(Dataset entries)
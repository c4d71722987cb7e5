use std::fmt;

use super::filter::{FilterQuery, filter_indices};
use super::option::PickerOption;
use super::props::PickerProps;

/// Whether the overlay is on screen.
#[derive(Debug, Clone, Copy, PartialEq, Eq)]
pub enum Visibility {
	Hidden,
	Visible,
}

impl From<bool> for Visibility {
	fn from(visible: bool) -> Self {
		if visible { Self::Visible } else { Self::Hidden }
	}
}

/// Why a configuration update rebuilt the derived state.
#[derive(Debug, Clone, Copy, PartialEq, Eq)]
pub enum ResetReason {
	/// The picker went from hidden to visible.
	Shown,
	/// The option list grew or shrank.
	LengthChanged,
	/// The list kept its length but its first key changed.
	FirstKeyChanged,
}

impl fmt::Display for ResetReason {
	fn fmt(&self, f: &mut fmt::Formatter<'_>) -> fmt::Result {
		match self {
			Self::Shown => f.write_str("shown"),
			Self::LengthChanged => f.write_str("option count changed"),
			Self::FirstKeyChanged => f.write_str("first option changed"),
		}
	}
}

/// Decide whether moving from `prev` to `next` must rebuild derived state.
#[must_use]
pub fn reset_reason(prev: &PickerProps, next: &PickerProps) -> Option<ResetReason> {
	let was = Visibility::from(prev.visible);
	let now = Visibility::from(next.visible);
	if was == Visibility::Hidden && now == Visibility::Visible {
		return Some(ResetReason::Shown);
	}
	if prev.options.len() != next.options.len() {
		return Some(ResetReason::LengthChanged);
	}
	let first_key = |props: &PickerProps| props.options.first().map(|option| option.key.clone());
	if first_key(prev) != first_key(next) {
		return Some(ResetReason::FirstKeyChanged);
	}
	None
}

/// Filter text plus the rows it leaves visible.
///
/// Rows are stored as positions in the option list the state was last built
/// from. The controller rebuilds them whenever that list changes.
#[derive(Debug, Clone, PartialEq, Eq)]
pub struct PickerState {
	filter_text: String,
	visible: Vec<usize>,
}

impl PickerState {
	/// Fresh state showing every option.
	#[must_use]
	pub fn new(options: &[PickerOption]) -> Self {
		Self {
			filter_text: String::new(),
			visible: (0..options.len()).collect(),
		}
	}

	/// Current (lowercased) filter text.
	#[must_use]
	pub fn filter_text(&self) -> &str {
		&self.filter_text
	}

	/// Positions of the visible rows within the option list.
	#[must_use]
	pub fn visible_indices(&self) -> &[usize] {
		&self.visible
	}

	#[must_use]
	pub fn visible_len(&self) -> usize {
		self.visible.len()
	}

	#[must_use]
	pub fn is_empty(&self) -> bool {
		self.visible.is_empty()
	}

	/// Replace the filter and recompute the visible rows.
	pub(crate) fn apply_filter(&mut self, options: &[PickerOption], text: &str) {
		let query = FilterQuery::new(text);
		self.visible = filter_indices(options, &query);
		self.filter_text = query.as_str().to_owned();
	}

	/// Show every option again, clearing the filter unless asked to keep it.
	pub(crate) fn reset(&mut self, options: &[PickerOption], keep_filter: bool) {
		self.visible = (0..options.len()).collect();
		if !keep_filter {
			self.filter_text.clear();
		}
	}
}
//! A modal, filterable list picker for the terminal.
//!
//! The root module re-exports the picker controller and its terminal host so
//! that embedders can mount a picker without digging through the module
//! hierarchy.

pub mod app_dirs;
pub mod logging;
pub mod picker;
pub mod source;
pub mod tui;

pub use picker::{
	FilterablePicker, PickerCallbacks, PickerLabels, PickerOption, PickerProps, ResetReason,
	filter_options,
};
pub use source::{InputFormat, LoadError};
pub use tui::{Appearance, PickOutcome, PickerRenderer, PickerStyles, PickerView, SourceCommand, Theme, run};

### AIM OF THE EXERCISE
From the very first line of the records down to the line with "if was == Visibility::Hidden", please write out each line exactly, including both ends and no other lines.

### SOLUTION TO THIS EXERCISE
repository c4d71722987cb7e5
use std::fmt;

use super::filter::{FilterQuery, filter_indices};
use super::option::PickerOption;
use super::props::PickerProps;

/// Whether the overlay is on screen.
#[derive(Debug, Clone, Copy, PartialEq, Eq)]
pub enum Visibility {
	Hidden,
	Visible,
}

impl From<bool> for Visibility {
	fn from(visible: bool) -> Self {
		if visible { Self::Visible } else { Self::Hidden }
	}
}

/// Why a configuration update rebuilt the derived state.
#[derive(Debug, Clone, Copy, PartialEq, Eq)]
pub enum ResetReason {
	/// The picker went from hidden to visible.
	Shown,
	/// The option list grew or shrank.
	LengthChanged,
	/// The list kept its length but its first key changed.
	FirstKeyChanged,
}

impl fmt::Display for ResetReason {
	fn fmt(&self, f: &mut fmt::Formatter<'_>) -> fmt::Result {
		match self {
			Self::Shown => f.write_str("shown"),
			Self::LengthChanged => f.write_str("option count changed"),
			Self::FirstKeyChanged => f.write_str("first option changed"),
		}
	}
}

/// Decide whether moving from `prev` to `next` must rebuild derived state.
#[must_use]
pub fn reset_reason(prev: &PickerProps, next: &PickerProps) -> Option<ResetReason> {
	let was = Visibility::from(prev.visible);
	let now = Visibility::from(next.visible);
	if was == Visibility::Hidden && now == Visibility::Visible {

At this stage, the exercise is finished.